▶ **Problem details**: Repeat each line of the listing exactly as written.
+++
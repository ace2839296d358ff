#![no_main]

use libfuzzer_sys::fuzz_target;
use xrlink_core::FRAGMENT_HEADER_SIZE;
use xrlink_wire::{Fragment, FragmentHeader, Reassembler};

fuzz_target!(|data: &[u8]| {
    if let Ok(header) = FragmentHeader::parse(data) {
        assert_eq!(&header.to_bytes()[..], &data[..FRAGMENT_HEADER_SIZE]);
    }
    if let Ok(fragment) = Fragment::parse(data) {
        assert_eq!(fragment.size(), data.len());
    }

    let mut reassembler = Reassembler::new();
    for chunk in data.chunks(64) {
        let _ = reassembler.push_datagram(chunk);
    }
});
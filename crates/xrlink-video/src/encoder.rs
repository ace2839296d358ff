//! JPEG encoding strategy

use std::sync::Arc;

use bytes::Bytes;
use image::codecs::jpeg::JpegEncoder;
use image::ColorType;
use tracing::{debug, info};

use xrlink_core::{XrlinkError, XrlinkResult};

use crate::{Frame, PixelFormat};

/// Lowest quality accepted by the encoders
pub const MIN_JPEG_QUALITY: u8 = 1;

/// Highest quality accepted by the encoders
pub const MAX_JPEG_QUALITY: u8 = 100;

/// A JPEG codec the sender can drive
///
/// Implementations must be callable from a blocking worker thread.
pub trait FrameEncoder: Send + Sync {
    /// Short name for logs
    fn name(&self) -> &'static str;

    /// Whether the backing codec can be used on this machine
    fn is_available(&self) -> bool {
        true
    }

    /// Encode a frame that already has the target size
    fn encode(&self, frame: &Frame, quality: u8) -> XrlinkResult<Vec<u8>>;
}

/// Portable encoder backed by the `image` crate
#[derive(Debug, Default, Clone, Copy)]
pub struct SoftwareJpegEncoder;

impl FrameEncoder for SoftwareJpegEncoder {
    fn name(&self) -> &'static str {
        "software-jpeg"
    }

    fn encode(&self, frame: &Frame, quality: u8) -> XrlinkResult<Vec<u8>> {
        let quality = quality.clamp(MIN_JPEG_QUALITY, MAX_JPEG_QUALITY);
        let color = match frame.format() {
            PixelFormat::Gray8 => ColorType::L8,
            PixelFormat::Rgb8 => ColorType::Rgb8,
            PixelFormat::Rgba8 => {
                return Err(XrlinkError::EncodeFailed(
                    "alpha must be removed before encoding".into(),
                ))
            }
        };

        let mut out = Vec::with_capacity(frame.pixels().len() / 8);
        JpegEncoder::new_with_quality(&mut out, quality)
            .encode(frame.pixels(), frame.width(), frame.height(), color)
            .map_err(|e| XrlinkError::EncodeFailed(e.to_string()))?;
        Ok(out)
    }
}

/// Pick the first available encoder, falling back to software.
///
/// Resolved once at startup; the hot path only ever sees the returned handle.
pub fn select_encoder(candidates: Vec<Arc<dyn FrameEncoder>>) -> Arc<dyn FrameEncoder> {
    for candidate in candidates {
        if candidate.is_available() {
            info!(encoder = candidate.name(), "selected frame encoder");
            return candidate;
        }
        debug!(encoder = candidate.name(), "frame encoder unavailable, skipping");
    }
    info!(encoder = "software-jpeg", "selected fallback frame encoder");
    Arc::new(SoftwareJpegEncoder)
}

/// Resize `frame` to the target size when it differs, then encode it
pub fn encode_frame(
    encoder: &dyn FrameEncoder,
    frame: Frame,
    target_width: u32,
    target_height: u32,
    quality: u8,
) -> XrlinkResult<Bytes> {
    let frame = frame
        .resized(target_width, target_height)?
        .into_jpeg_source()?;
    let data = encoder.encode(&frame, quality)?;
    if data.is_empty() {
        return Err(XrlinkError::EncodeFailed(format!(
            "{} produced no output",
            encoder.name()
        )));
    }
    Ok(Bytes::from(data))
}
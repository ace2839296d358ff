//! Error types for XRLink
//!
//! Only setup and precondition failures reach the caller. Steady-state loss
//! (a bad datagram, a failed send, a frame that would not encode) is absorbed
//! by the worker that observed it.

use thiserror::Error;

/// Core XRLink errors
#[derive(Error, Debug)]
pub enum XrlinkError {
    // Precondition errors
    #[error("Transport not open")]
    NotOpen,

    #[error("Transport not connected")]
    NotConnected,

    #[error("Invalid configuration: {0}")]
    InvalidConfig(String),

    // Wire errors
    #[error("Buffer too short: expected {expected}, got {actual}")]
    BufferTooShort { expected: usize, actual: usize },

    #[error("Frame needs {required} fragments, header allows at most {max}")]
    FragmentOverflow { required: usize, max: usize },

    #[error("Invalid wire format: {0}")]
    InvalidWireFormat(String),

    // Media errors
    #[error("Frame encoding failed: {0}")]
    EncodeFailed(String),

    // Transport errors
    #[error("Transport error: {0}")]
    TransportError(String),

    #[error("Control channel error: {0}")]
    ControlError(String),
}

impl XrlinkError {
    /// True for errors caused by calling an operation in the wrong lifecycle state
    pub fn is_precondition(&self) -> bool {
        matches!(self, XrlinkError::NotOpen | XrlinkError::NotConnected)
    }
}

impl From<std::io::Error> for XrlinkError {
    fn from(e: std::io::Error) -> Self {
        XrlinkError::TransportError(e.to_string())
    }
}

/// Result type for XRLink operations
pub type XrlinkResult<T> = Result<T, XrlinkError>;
+++
▶ **Exercise output**:
repository ace2839296d358ff
#![no_main]

use libfuzzer_sys::fuzz_target;
use xrlink_core::FRAGMENT_HEADER_SIZE;
use xrlink_wire::{Fragment, FragmentHeader, Reassembler};

fuzz_target!(|data: &[u8]| {
    if let Ok(header) = FragmentHeader::parse(data) {
        assert_eq!(&header.to_bytes()[..], &data[..FRAGMENT_HEADER_SIZE]);
    }
    if let Ok(fragment) = Fragment::parse(data) {
        assert_eq!(fragment.size(), data.len());
    }

    let mut reassembler = Reassembler::new();
    for chunk in data.chunks(64) {
        let _ = reassembler.push_datagram(chunk);
    }
});
filename crates/xrlink-video/src/encoder.rs
repository ace2839296d358ff
//! JPEG encoding strategy

use std::sync::Arc;

use bytes::Bytes;
use image::codecs::jpeg::JpegEncoder;
use image::ColorType;
use tracing::{debug, info};

use xrlink_core::{XrlinkError, XrlinkResult};

use crate::{Frame, PixelFormat};

/// Lowest quality accepted by the encoders
pub const MIN_JPEG_QUALITY: u8 = 1;

/// Highest quality accepted by the encoders
pub const MAX_JPEG_QUALITY: u8 = 100;

/// A JPEG codec the sender can drive
///
/// Implementations must be callable from a blocking worker thread.
pub trait FrameEncoder: Send + Sync {
    /// Short name for logs
    fn name(&self) -> &'static str;

    /// Whether the backing codec can be used on this machine
    fn is_available(&self) -> bool {
        true
    }

    /// Encode a frame that already has the target size
    fn encode(&self, frame: &Frame, quality: u8) -> XrlinkResult<Vec<u8>>;
}

/// Portable encoder backed by the `image` crate
#[derive(Debug, Default, Clone, Copy)]
pub struct SoftwareJpegEncoder;

impl FrameEncoder for SoftwareJpegEncoder {
    fn name(&self) -> &'static str {
        "software-jpeg"
    }

    fn encode(&self, frame: &Frame, quality: u8) -> XrlinkResult<Vec<u8>> {
        let quality = quality.clamp(MIN_JPEG_QUALITY, MAX_JPEG_QUALITY);
        let color = match frame.format() {
            PixelFormat::Gray8 => ColorType::L8,
            PixelFormat::Rgb8 => ColorType::Rgb8,
            PixelFormat::Rgba8 => {
                return Err(XrlinkError::EncodeFailed(
                    "alpha must be removed before encoding".into(),
                ))
            }
        };

        let mut out = Vec::with_capacity(frame.pixels().len() / 8);
        JpegEncoder::new_with_quality(&mut out, quality)
            .encode(frame.pixels(), frame.width(), frame.height(), color)
            .map_err(|e| XrlinkError::EncodeFailed(e.to_string()))?;
        Ok(out)
    }
}

/// Pick the first available encoder, falling back to software.
///
/// Resolved once at startup; the hot path only ever sees the returned handle.
pub fn select_encoder(candidates: Vec<Arc<dyn FrameEncoder>>) -> Arc<dyn FrameEncoder> {
    for candidate in candidates {
        if candidate.is_available() {
            info!(encoder = candidate.name(), "selected frame encoder");
            return candidate;
        }
        debug!(encoder = candidate.name(), "frame encoder unavailable, skipping");
    }
    info!(encoder = "software-jpeg", "selected fallback frame encoder");
    Arc::new(SoftwareJpegEncoder)
}

/// Resize `frame` to the target size when it differs, then encode it
pub fn encode_frame(
    encoder: &dyn FrameEncoder,
    frame: Frame,
    target_width: u32,
    target_height: u32,
    quality: u8,
) -> XrlinkResult<Bytes> {
    let frame = frame
        .resized(target_width, target_height)?
        .into_jpeg_source()?;
    let data = encoder.encode(&frame, quality)?;
    if data.is_empty() {
        return Err(XrlinkError::EncodeFailed(format!(
            "{} produced no output",
            encoder.name()
        )));
    }
    Ok(Bytes::from(data))
}
repository ace2839296d358ff
//! Error types for XRLink
//!
//! Only setup and precondition failures reach the caller. Steady-state loss
//! (a bad datagram, a failed send, a frame that would not encode) is absorbed
//! by the worker that observed it.

use thiserror::Error;

/// Core XRLink errors
#[derive(Error, Debug)]
pub enum XrlinkError {
    // Precondition errors
    #[error("Transport not open")]
    NotOpen,

    #[error("Transport not connected")]
    NotConnected,

    #[error("Invalid configuration: {0}")]
    InvalidConfig(String),

    // Wire errors
    #[error("Buffer too short: expected {expected}, got {actual}")]
    BufferTooShort { expected: usize, actual: usize },

    #[error("Frame needs {required} fragments, header allows at most {max}")]
    FragmentOverflow { required: usize, max: usize },

    #[error("Invalid wire format: {0}")]
    InvalidWireFormat(String),

    // Media errors
    #[error("Frame encoding failed: {0}")]
    EncodeFailed(String),

    // Transport errors
    #[error("Transport error: {0}")]
    TransportError(String),

    #[error("Control channel error: {0}")]
    ControlError(String),
}

impl XrlinkError {
    /// True for errors caused by calling an operation in the wrong lifecycle state
    pub fn is_precondition(&self) -> bool {
        matches!(self, XrlinkError::NotOpen | XrlinkError::NotConnected)
    }
}

impl From<std::io::Error> for XrlinkError {
    fn from(e: std::io::Error) -> Self {
        XrlinkError::TransportError(e.to_string())
    }
}

/// Result type for XRLink operations
pub type XrlinkResult<T> = Result<T, XrlinkError>;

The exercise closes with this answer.